TASK REQUIREMENTS »
Where does the word "match" appear in the entries below? Copy each line that holds it.

ENTRIES PROVIDED »
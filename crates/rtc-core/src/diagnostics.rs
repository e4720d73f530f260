//! Warning/error reporting for the import pipeline.
//!
//! Importers never log directly: they report into a [`DiagnosticsSink`] handed
//! to them. [`Diagnostics`] collects entries for inspection (tests, reports);
//! [`TracingSink`] forwards them to `tracing`.

use std::fmt;

#[derive(Debug, Clone, Copy, PartialEq, Eq, PartialOrd, Ord)]
pub enum Severity {
    Warning,
    Error,
}

/// One reported problem, tied to the record it concerns.
#[derive(Debug, Clone, PartialEq, Eq)]
pub struct Diagnostic {
    pub severity: Severity,
    /// Id of the structure, controller or trigger concerned.
    pub subject: String,
    pub message: String,
}

impl fmt::Display for Diagnostic {
    fn fmt(&self, f: &mut fmt::Formatter<'_>) -> fmt::Result {
        let level = match self.severity {
            Severity::Warning => "warning",
            Severity::Error => "error",
        };
        write!(f, "{level} [{}]: {}", self.subject, self.message)
    }
}

pub trait DiagnosticsSink {
    fn report(&mut self, diagnostic: Diagnostic);

    fn warn(&mut self, subject: &str, message: String) {
        self.report(Diagnostic {
            severity: Severity::Warning,
            subject: subject.to_string(),
            message,
        });
    }

    fn error(&mut self, subject: &str, message: String) {
        self.report(Diagnostic {
            severity: Severity::Error,
            subject: subject.to_string(),
            message,
        });
    }
}

/// In-memory collector.
#[derive(Debug, Clone, Default)]
pub struct Diagnostics {
    entries: Vec<Diagnostic>,
}

impl Diagnostics {
    pub fn new() -> Self {
        Self::default()
    }

    pub fn entries(&self) -> &[Diagnostic] {
        &self.entries
    }

    pub fn is_empty(&self) -> bool {
        self.entries.is_empty()
    }

    pub fn warnings(&self) -> impl Iterator<Item = &Diagnostic> {
        self.entries
            .iter()
            .filter(|d| d.severity == Severity::Warning)
    }

    pub fn errors(&self) -> impl Iterator<Item = &Diagnostic> {
        self.entries.iter().filter(|d| d.severity == Severity::Error)
    }

    pub fn count_for(&self, subject: &str) -> usize {
        self.entries.iter().filter(|d| d.subject == subject).count()
    }

    pub fn into_entries(self) -> Vec<Diagnostic> {
        self.entries
    }
}

impl DiagnosticsSink for Diagnostics {
    fn report(&mut self, diagnostic: Diagnostic) {
        self.entries.push(diagnostic);
    }
}

/// Forwards every diagnostic to `tracing`.
#[derive(Debug, Clone, Copy, Default)]
pub struct TracingSink;

impl DiagnosticsSink for TracingSink {
    fn report(&mut self, diagnostic: Diagnostic) {
        match diagnostic.severity {
            Severity::Warning => {
                tracing::warn!(subject = %diagnostic.subject, "{}", diagnostic.message)
            }
            Severity::Error => {
                tracing::error!(subject = %diagnostic.subject, "{}", diagnostic.message)
            }
        }
    }
}

impl<S: DiagnosticsSink + ?Sized> DiagnosticsSink for &mut S {
    fn report(&mut self, diagnostic: Diagnostic) {
        (**self).report(diagnostic);
    }
}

EXPECTED ANSWER »
        let level = match self.severity {
        match diagnostic.severity {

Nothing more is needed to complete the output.